Output all records verbatim.

Records Block Start

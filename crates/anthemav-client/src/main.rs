//! anthemav CLI entry point.

use std::process::ExitCode;
use std::time::Duration;

use anthemav_core::{TracingConfig, init_tracing};
use clap::Parser;

use anthemav_client::cli::{Cli, Command, ConfigAction};
use anthemav_client::commands::{config as config_cmd, device};
use anthemav_client::config::ClientConfig;
use anthemav_client::error::{ClientError, ClientResult};

#[tokio::main]
async fn main() -> ExitCode {
    let cli = Cli::parse();

    match run(cli).await {
        Ok(()) => ExitCode::SUCCESS,
        Err(e) => {
            eprintln!("error: {}", e);
            ExitCode::FAILURE
        }
    }
}

fn tracing_config(cli: &Cli, config: &ClientConfig) -> ClientResult<TracingConfig> {
    if cli.debug {
        return Ok(TracingConfig::cli_debug());
    }
    if matches!(cli.command, Command::Watch { .. }) && cli.json {
        return Ok(TracingConfig::daemon());
    }
    config.logging.tracing_config().map_err(ClientError::Config)
}

async fn run(cli: Cli) -> ClientResult<()> {
    let config = match cli.config {
        Some(ref path) => ClientConfig::load_from(path).map_err(ClientError::Config)?,
        None => ClientConfig::load().map_err(ClientError::Config)?,
    };

    init_tracing(tracing_config(&cli, &config)?)?;

    let host = cli.host.as_deref();
    let wait = Duration::from_secs(cli.wait);

    if let Command::Config { ref action } = cli.command {
        return match action {
            ConfigAction::Dump => config_cmd::dump(&config),
            ConfigAction::Validate => config_cmd::validate(&config, host, cli.port),
            ConfigAction::Path => config_cmd::path(),
        };
    }

    let device_config = config
        .device_config(host, cli.port)
        .map_err(ClientError::Config)?;

    match cli.command {
        Command::Watch { duration } => {
            device::watch(device_config, cli.json, duration.map(Duration::from_secs)).await
        }
        Command::Probe => device::probe(device_config, cli.json).await,
        command => {
            let ctx = device::DeviceContext::connect(device_config, cli.zone, wait).await?;
            match command {
                Command::Status => device::status(ctx, cli.json).await,
                Command::Power { state } => device::power(ctx, state).await,
                Command::Volume { action } => device::volume(ctx, action).await,
                Command::Mute { state } => device::mute(ctx, state).await,
                Command::Input { ref input } => device::input(ctx, input).await,
                Command::Mode { ref mode } => device::mode(ctx, mode).await,
                Command::Send { ref command } => device::send(ctx, command).await,
                Command::Watch { .. } | Command::Probe | Command::Config { .. } => Ok(()),
            }
        }
    }
}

Records Block End

Response »
filename crates/anthemav-client/src/main.rs
//! anthemav CLI entry point.

use std::process::ExitCode;
use std::time::Duration;

use anthemav_core::{TracingConfig, init_tracing};
use clap::Parser;

use anthemav_client::cli::{Cli, Command, ConfigAction};
use anthemav_client::commands::{config as config_cmd, device};
use anthemav_client::config::ClientConfig;
use anthemav_client::error::{ClientError, ClientResult};

#[tokio::main]
async fn main() -> ExitCode {
    let cli = Cli::parse();

    match run(cli).await {
        Ok(()) => ExitCode::SUCCESS,
        Err(e) => {
            eprintln!("error: {}", e);
            ExitCode::FAILURE
        }
    }
}

fn tracing_config(cli: &Cli, config: &ClientConfig) -> ClientResult<TracingConfig> {
    if cli.debug {
        return Ok(TracingConfig::cli_debug());
    }
    if matches!(cli.command, Command::Watch { .. }) && cli.json {
        return Ok(TracingConfig::daemon());
    }
    config.logging.tracing_config().map_err(ClientError::Config)
}

async fn run(cli: Cli) -> ClientResult<()> {
    let config = match cli.config {
        Some(ref path) => ClientConfig::load_from(path).map_err(ClientError::Config)?,
        None => ClientConfig::load().map_err(ClientError::Config)?,
    };

    init_tracing(tracing_config(&cli, &config)?)?;

    let host = cli.host.as_deref();
    let wait = Duration::from_secs(cli.wait);

    if let Command::Config { ref action } = cli.command {
        return match action {
            ConfigAction::Dump => config_cmd::dump(&config),
            ConfigAction::Validate => config_cmd::validate(&config, host, cli.port),
            ConfigAction::Path => config_cmd::path(),
        };
    }

    let device_config = config
        .device_config(host, cli.port)
        .map_err(ClientError::Config)?;

    match cli.command {
        Command::Watch { duration } => {
            device::watch(device_config, cli.json, duration.map(Duration::from_secs)).await
        }
        Command::Probe => device::probe(device_config, cli.json).await,
        command => {
            let ctx = device::DeviceContext::connect(device_config, cli.zone, wait).await?;
            match command {
                Command::Status => device::status(ctx, cli.json).await,
                Command::Power { state } => device::power(ctx, state).await,
                Command::Volume { action } => device::volume(ctx, action).await,
                Command::Mute { state } => device::mute(ctx, state).await,
                Command::Input { ref input } => device::input(ctx, input).await,
                Command::Mode { ref mode } => device::mode(ctx, mode).await,
                Command::Send { ref command } => device::send(ctx, command).await,
                Command::Watch { .. } | Command::Probe | Command::Config { .. } => Ok(()),
            }
        }
    }
}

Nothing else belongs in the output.